4 January 2020
OMG isn’t this amazing ? I thought this was both beautiful and bizarre – a costume representing electricity (see the pylon headdress ?) worn by Jessie Clarke (nee’ Brookes) at the Pageant of Nations held at the Melb Town Hall as part of the celebrations for the #CentenaryOfVictoria. It’s at the @state_library_victoria exhibition Velvet Iron Ashes, about a third of it devoted to the #StateElectrictyCommission. A great photo of #Yallourn Power Station, a snap of the town of Yallourn being demolished in the 80s to make way more coal mine, a poster promoting an arty protest against the demolition featuring ‘Burnie Briquettes’, an outfit made from briquette bags for the show (I think), and ! And a lump of coal.
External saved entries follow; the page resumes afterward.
//! Stripe geometry and the rotating-parity address map.


/// Geometry fixes the byte layout of an array: how many disks it spans and
/// how wide one stripe unit is. Everything else is derived.
///
/// The mapping is a pure function of these two values. It never changes for
/// the lifetime of a stream and is stable across process restarts, so two
/// instances built over the same stores see the same layout.
#[derive(Clone, Copy, Debug, PartialEq, Eq)]
pub struct Geometry {
    disks: usize,
    unit_size: u64,
}

/// Target pins one logical byte to its place in the array.
#[derive(Clone, Copy, Debug, PartialEq, Eq)]
pub struct Target {
    /// Stripe the byte lives in.
    pub stripe: u64,
    /// Data slot within the stripe, in `[0, data_disks)`.
    pub slot: usize,
    /// Byte offset inside the unit.
    pub offset_in_unit: u64,
    /// Physical disk holding the data unit.
    pub disk: usize,
    /// Physical disk holding the stripe's parity unit.
    pub parity_disk: usize,
    /// Physical byte offset of the unit, identical on every disk.
    pub unit_offset: u64,
}

impl Geometry {
    /// `new` builds a geometry over `disks` members with `unit_size`-byte
    /// units. Callers validate both values; the stream constructor rejects
    /// anything below three disks or a zero unit.
    #[must_use]
    pub const fn new(disks: usize, unit_size: u64) -> Self {
        Self { disks, unit_size }
    }

    #[must_use]
    pub const fn disks(&self) -> usize {
        self.disks
    }

    /// `data_disks` returns the number of data units per stripe.
    #[must_use]
    pub const fn data_disks(&self) -> usize {
        self.disks - 1
    }

    #[must_use]
    pub const fn unit_size(&self) -> u64 {
        self.unit_size
    }

    /// `stripe_span` returns the logical bytes carried by one stripe.
    #[must_use]
    pub const fn stripe_span(&self) -> u64 {
        self.unit_size * self.data_disks() as u64
    }

    /// `parity_disk` returns the disk holding parity for `stripe` under the
    /// left-symmetric rotation: stripe 0 parks parity on the last disk,
    /// stripe 1 on the one before it, wrapping every `disks` stripes.
    #[must_use]
    pub const fn parity_disk(&self, stripe: u64) -> usize {
        (self.disks - 1) - (stripe % self.disks as u64) as usize
    }

    /// `data_disk` maps a data slot to its physical disk by skipping over
    /// the stripe's parity disk.
    ///
    /// # Arguments
    /// * `slot` - Data slot within the stripe, in `[0, data_disks)`.
    /// * `parity_disk` - The stripe's parity disk.
    #[must_use]
    pub const fn data_disk(slot: usize, parity_disk: usize) -> usize {
        if slot < parity_disk { slot } else { slot + 1 }
    }

    /// `stripe_offset` returns the physical byte offset of a stripe's unit
    /// on every member disk.
    ///
    /// # Panics
    /// Panics if the offset calculation overflows.
    #[must_use]
    pub fn stripe_offset(&self, stripe: u64) -> u64 {
        stripe
            .checked_mul(self.unit_size)
            .expect("stripe offset overflow")
    }

    /// `locate` resolves a logical byte position to its physical target.
    ///
    /// # Returns
    /// A [`Target`] naming the stripe, slot, data disk, parity disk, and
    /// the offsets needed to reach the byte.
    #[must_use]
    pub fn locate(&self, pos: u64) -> Target {
        let stripe = pos / self.stripe_span();
        let in_stripe = pos % self.stripe_span();
        let slot = (in_stripe / self.unit_size) as usize;
        let offset_in_unit = in_stripe % self.unit_size;
        let parity_disk = self.parity_disk(stripe);

        Target {
            stripe,
            slot,
            offset_in_unit,
            disk: Self::data_disk(slot, parity_disk),
            parity_disk,
            unit_offset: self.stripe_offset(stripe),
        }
    }

    /// `required_store_len` returns the physical bytes each member must
    /// provide to cover `logical_len` bytes: whole stripes, one unit per
    /// disk.
    #[must_use]
    pub const fn required_store_len(&self, logical_len: u64) -> u64 {
        logical_len.div_ceil(self.stripe_span()) * self.unit_size
    }

    /// `initial_logical_len` returns the logical capacity implied by the
    /// smallest member: the largest whole number of stripes that fits.
    #[must_use]
    pub const fn initial_logical_len(&self, min_store_len: u64) -> u64 {
        (min_store_len / self.unit_size) * self.stripe_span()
    }
}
So much #carbonpollution, our #browncoal emits more carbon than black coal for the same energy produced ☹️
Update : a bit more research- the headdress is in fact a reproduction for the exhibition (the original was destroyed on Ash Wednesday), and the whole thing represented Victoria; lines on the cloak represented irrigation, and the dress is painted with scenes of Melbourne. The costume was designed by young Thelma Thomas, who went on to quite a career in the theater. This outfit was in fact the centrepiece of the event, which was in part to promote the League of Nations, and an idea by Jessie’s mother Ivy Brookes (née Deakin), and both were activists in various ways.